Stored items:
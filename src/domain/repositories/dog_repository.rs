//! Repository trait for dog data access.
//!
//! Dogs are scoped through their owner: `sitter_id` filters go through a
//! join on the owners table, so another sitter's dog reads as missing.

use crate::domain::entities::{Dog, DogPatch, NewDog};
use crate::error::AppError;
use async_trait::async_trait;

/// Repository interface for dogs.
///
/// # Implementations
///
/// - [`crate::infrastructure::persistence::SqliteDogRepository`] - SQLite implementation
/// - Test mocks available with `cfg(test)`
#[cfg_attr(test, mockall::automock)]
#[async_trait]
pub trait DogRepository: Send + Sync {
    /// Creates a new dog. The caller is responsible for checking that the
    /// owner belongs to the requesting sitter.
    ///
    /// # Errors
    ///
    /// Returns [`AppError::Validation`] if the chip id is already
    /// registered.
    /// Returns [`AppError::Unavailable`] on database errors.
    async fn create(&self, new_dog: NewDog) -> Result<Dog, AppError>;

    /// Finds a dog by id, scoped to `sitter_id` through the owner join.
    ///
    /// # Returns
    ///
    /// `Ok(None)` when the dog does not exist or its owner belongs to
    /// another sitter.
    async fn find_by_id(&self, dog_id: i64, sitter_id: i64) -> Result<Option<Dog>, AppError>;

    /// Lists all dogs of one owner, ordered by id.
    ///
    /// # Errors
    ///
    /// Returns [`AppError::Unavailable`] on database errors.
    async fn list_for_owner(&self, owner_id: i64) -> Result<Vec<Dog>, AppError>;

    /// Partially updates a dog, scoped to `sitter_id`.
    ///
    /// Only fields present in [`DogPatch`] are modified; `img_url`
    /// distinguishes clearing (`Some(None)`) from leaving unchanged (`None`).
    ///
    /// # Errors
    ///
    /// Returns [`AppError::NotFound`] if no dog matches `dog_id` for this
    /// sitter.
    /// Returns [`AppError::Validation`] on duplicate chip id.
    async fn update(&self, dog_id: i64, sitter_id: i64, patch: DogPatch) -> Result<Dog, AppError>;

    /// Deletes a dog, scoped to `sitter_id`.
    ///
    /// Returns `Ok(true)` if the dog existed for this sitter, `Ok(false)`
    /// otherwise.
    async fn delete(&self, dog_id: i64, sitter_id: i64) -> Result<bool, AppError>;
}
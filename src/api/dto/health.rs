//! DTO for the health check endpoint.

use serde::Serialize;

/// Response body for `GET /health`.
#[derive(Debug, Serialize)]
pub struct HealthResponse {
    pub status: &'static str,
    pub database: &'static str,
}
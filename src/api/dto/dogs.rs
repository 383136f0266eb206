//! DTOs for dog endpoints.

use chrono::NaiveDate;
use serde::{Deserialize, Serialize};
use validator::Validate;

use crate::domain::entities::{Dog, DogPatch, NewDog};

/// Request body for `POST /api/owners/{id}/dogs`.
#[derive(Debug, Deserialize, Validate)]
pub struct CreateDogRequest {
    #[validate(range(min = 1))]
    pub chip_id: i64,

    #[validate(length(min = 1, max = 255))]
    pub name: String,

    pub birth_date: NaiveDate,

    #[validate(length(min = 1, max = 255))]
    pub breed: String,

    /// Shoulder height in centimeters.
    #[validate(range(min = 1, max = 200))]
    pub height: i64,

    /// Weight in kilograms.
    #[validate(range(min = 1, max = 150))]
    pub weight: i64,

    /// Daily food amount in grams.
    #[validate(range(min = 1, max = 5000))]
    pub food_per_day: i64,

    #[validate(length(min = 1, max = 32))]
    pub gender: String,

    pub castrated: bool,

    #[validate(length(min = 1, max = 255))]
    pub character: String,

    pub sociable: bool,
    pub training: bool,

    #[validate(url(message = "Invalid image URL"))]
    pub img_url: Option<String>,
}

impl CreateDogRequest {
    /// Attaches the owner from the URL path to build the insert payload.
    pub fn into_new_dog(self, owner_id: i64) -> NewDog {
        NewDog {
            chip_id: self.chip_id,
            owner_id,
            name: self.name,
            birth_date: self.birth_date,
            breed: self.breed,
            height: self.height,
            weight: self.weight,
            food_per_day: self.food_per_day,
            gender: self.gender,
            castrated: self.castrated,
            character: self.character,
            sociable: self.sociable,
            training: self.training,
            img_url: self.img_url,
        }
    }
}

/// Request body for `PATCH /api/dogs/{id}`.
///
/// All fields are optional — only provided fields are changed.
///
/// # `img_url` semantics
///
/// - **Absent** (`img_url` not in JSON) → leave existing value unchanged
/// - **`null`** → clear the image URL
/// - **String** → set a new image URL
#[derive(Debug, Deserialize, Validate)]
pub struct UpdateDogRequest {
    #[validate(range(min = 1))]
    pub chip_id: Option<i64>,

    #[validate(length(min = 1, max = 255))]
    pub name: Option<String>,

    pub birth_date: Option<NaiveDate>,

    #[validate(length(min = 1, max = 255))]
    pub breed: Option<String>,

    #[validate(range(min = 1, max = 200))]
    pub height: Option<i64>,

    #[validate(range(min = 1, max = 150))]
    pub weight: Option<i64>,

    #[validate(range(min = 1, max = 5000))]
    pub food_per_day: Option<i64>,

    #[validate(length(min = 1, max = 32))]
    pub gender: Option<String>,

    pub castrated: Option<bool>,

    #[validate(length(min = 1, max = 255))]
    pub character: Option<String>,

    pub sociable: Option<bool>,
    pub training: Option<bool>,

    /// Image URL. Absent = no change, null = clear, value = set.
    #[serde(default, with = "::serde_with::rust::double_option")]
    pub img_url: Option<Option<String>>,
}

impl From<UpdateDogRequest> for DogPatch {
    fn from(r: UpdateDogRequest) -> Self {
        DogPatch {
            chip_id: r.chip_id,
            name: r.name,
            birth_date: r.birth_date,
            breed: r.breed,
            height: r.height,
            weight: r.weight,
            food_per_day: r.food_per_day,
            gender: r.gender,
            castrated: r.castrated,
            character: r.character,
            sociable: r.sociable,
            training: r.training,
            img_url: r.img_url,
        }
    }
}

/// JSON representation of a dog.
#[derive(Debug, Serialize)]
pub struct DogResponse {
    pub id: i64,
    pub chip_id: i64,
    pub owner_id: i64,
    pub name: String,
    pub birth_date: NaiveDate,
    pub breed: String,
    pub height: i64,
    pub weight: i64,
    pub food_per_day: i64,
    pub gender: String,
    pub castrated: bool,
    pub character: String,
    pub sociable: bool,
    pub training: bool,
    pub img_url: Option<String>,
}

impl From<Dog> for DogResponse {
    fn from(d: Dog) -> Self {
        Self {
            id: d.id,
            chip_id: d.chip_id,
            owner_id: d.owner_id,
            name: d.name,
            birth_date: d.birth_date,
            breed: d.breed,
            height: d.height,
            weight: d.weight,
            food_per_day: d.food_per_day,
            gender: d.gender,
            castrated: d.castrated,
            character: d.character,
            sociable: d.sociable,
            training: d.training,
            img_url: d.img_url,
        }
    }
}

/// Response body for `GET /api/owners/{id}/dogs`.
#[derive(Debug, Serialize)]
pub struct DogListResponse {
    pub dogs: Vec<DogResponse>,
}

§ Try it
Once you have read the records above, say how many of their lines contain the word "Validation", giving only that figure.

§ Reply to the exercise
2